LaGuerta doesn't say anything when she comes. She just sort of grunts and grabs Deb's wrist, holding her hand in place until she's done riding it out.

It takes Deb a minute to break the grip (defensive tactics maneuvers weren't exactly designed to be done from her position), and, when she's finally free, she's not sure what the hell she's supposed to be doing.

LaGuerta, of course, preys on that. "Let me," she says, sliding a hand to the zipper of Deb's pants. Her tone sounds weirdly gentle, but it also makes it damn clear that it's not a request.

It's over a month for Deb—far longer than she's used to going—and she can feel the familiar, insistent throb between her legs. But it's not happening like this. She's not going to lose the advantage, not to this woman that she hates. She's not going to flashback to neatly cuts and bloodless chunks of flesh while LaGuerta's hand skims along her thigh. She's fucking not.
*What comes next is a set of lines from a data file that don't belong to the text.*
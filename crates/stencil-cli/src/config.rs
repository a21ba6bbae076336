//! Application configuration.
//!
//! [`AppConfig`] is loaded once at startup and passed down by value.  The
//! CLI layer owns config; the core crate never sees it.
//!
//! # Resolution order (highest priority first)
//!
//! 1. CLI flags (handled at the call-site, not here)
//! 2. Environment variables: `STENCIL__SECTION__KEY`, e.g.
//!    `STENCIL__DEFAULTS__INCLUDE_SECURITY=false`
//! 3. Config file (`--config`, `.stencil.toml`, then the platform config dir)
//! 4. Built-in defaults (always present)

use std::path::{Path, PathBuf};

use anyhow::Context as _;
use config::{Config, Environment, File, FileFormat};
use serde::{Deserialize, Serialize};
use tracing::debug;

use crate::cli::OutputFormat;

/// File name used for project-local configuration.
pub const LOCAL_CONFIG_FILE: &str = ".stencil.toml";

/// Application configuration.
#[derive(Debug, Clone, Default, PartialEq, Serialize, Deserialize)]
#[serde(default)]
pub struct AppConfig {
    /// Default values for new projects.
    pub defaults: Defaults,
    /// Output settings.
    pub output: OutputConfig,
    /// Version control settings.
    pub git: GitConfig,
    /// Log file settings.
    pub logging: LoggingConfig,
}

#[derive(Debug, Clone, PartialEq, Serialize, Deserialize)]
#[serde(default)]
pub struct Defaults {
    pub include_security: bool,
}

impl Default for Defaults {
    fn default() -> Self {
        Self {
            include_security: true,
        }
    }
}

#[derive(Debug, Clone, Default, PartialEq, Serialize, Deserialize)]
#[serde(default)]
pub struct OutputConfig {
    pub no_color: bool,
    pub format: OutputFormat,
}

#[derive(Debug, Clone, PartialEq, Serialize, Deserialize)]
#[serde(default)]
pub struct GitConfig {
    /// Executable used for clone and init.
    pub program: String,
}

impl Default for GitConfig {
    fn default() -> Self {
        Self {
            program: "git".into(),
        }
    }
}

#[derive(Debug, Clone, Default, PartialEq, Serialize, Deserialize)]
#[serde(default)]
pub struct LoggingConfig {
    /// Also write logs to this file.
    pub file: Option<PathBuf>,
}

impl AppConfig {
    /// Load configuration from defaults, file and environment.
    ///
    /// An explicit `config_file` must exist; the implicit locations are
    /// optional.
    pub fn load(config_file: Option<&Path>) -> anyhow::Result<Self> {
        let (path, required) = match config_file {
            Some(path) => (path.to_path_buf(), true),
            None => (Self::config_path(), false),
        };
        debug!(path = %path.display(), required, "Loading configuration");

        let defaults = Config::try_from(&Self::default())
            .context("Failed to build default configuration")?;

        Config::builder()
            .add_source(defaults)
            .add_source(File::from(path.as_path()).format(FileFormat::Toml).required(required))
            .add_source(
                Environment::with_prefix("STENCIL")
                    .separator("__")
                    .try_parsing(true),
            )
            .build()
            .with_context(|| format!("Failed to read configuration from '{}'", path.display()))?
            .try_deserialize()
            .context("Invalid configuration")
    }

    /// Path to the configuration file used when `--config` is absent.
    ///
    /// A `.stencil.toml` in the current directory wins over the global file
    /// from `directories::ProjectDirs`.
    pub fn config_path() -> PathBuf {
        let local = PathBuf::from(LOCAL_CONFIG_FILE);
        if local.exists() {
            return local;
        }
        Self::global_config_path()
    }

    /// The per-user configuration file.
    pub fn global_config_path() -> PathBuf {
        directories::ProjectDirs::from("dev", "stencil", "stencil")
            .map(|d| d.config_dir().join("config.toml"))
            .unwrap_or_else(|| PathBuf::from(LOCAL_CONFIG_FILE))
    }

    /// Value of a dotted key, rendered for display.
    pub fn get(&self, key: &str) -> Option<String> {
        let value = match key {
            "defaults.include_security" => self.defaults.include_security.to_string(),
            "output.no_color" => self.output.no_color.to_string(),
            "output.format" => serde_json::to_value(self.output.format)
                .ok()?
                .as_str()?
                .to_string(),
            "git.program" => self.git.program.clone(),
            "logging.file" => self
                .logging
                .file
                .as_ref()
                .map(|p| p.display().to_string())
                .unwrap_or_default(),
            _ => return None,
        };
        Some(value)
    }

    /// Every key understood by [`Self::get`].
    pub const KEYS: &'static [&'static str] = &[
        "defaults.include_security",
        "output.no_color",
        "output.format",
        "git.program",
        "logging.file",
    ];
}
"Fuck you," Deb snaps. Before she even realizes what she's doing, she's shoves LaGuerta into the wall, watching as her face registers shock that quickly shifts to something else. Pity? Maybe. But that's not quite it. She's seen that expression before. Concern? Can't be. No fucking way…

As quickly as the look appears, though, it's gone, replaced by the usual condescending one. "You need some therapy, Morgan," LaGuerta snaps as she pushes her way out of the stall. "ASAP."

When Deb hears the bathroom door close, she sinks down to the floor and puts her head in her hands. She doesn't know what the hell is wrong with her or when it's going to get better, but she does know one thing: she recognized that look. It was genuine. And it wasn't fair. The one time in her entire goddamn life that she suspected Dexter was the substitute, and it had to be wasted on Maria fucking LaGuerta.